What the task requires - Could you copy every line of the data that contains the word "Result"?

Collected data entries
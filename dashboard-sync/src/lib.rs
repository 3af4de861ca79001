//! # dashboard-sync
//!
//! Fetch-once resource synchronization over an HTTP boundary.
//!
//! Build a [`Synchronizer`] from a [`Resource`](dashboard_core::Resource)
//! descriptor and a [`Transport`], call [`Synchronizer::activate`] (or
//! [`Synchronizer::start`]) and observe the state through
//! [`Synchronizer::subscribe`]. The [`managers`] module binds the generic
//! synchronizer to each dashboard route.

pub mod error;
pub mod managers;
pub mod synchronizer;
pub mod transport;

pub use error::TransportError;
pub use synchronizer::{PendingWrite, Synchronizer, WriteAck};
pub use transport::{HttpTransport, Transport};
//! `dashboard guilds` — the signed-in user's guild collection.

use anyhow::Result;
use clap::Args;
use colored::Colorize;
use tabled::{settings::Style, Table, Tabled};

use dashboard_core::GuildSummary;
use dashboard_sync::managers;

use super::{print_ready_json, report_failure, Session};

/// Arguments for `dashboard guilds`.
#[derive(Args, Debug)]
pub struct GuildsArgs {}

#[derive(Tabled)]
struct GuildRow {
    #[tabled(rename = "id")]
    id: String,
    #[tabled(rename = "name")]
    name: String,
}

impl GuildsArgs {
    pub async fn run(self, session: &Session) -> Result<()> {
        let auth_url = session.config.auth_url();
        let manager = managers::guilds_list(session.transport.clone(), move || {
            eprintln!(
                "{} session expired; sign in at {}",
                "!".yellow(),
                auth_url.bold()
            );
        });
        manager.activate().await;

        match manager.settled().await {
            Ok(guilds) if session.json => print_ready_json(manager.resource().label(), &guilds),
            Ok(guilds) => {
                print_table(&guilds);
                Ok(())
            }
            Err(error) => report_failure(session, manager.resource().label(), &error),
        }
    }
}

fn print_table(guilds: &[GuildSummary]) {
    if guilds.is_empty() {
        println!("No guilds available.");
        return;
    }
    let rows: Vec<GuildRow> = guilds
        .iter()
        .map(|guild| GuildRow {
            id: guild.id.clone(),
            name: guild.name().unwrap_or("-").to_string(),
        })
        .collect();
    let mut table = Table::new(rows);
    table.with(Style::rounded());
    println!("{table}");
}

---

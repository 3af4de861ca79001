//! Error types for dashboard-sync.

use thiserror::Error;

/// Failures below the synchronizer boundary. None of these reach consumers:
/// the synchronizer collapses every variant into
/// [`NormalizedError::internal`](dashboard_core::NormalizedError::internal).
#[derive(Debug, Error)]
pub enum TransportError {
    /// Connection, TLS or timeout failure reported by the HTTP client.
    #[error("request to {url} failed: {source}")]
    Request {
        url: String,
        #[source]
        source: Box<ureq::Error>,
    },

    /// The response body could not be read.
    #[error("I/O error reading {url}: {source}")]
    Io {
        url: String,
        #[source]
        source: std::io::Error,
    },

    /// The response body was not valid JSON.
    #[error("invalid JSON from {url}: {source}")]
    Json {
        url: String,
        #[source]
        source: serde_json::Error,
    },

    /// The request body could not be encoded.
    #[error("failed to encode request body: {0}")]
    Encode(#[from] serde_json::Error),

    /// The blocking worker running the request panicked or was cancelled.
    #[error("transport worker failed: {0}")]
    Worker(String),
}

==

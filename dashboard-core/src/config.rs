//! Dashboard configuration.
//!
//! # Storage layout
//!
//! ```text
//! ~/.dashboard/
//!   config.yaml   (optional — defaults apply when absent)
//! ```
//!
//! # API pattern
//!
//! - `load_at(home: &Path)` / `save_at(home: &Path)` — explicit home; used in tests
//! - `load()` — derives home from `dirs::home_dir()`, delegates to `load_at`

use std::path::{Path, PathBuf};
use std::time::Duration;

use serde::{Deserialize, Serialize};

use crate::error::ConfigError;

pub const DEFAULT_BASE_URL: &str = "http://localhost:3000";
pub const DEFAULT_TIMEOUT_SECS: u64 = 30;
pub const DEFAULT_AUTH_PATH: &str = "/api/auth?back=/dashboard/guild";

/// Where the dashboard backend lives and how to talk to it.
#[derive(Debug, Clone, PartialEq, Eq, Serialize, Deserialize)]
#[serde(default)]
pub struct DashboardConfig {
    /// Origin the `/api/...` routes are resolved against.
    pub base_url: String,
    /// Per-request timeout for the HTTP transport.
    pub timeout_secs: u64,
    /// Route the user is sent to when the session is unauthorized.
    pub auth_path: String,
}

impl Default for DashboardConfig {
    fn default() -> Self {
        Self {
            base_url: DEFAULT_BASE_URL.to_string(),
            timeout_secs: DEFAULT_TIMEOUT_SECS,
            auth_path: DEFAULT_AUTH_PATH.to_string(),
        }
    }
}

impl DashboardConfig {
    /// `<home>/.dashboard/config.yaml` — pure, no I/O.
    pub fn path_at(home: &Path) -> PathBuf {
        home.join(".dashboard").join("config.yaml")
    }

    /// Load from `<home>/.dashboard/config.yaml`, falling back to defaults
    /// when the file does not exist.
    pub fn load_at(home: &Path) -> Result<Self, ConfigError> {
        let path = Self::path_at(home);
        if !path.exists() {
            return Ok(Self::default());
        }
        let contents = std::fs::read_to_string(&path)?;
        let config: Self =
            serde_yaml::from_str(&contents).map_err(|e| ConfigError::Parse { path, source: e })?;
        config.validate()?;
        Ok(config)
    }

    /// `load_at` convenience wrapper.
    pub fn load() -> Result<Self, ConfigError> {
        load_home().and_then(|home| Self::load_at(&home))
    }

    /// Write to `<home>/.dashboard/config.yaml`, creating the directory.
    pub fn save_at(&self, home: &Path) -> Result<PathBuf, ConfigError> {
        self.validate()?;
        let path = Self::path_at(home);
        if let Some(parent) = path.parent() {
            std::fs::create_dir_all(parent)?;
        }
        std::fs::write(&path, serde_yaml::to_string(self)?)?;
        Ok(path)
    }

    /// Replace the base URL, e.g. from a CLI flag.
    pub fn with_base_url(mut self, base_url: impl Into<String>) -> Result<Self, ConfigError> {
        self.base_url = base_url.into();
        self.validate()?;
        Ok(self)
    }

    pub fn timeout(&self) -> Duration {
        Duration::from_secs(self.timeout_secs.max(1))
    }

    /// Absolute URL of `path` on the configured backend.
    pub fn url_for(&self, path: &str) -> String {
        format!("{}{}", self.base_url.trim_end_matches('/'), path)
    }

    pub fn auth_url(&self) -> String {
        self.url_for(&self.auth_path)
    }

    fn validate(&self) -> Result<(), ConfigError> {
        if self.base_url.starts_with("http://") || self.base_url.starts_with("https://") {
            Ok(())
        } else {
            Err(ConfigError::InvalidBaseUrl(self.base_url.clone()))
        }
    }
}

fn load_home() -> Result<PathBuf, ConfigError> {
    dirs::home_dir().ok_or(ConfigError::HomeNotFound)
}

Answer space -
use anyhow::Result;
    pub async fn run(self, session: &Session) -> Result<()> {
    pub fn load_at(home: &Path) -> Result<Self, ConfigError> {
    pub fn load() -> Result<Self, ConfigError> {
    pub fn save_at(&self, home: &Path) -> Result<PathBuf, ConfigError> {
    pub fn with_base_url(mut self, base_url: impl Into<String>) -> Result<Self, ConfigError> {
    fn validate(&self) -> Result<(), ConfigError> {
fn load_home() -> Result<PathBuf, ConfigError> {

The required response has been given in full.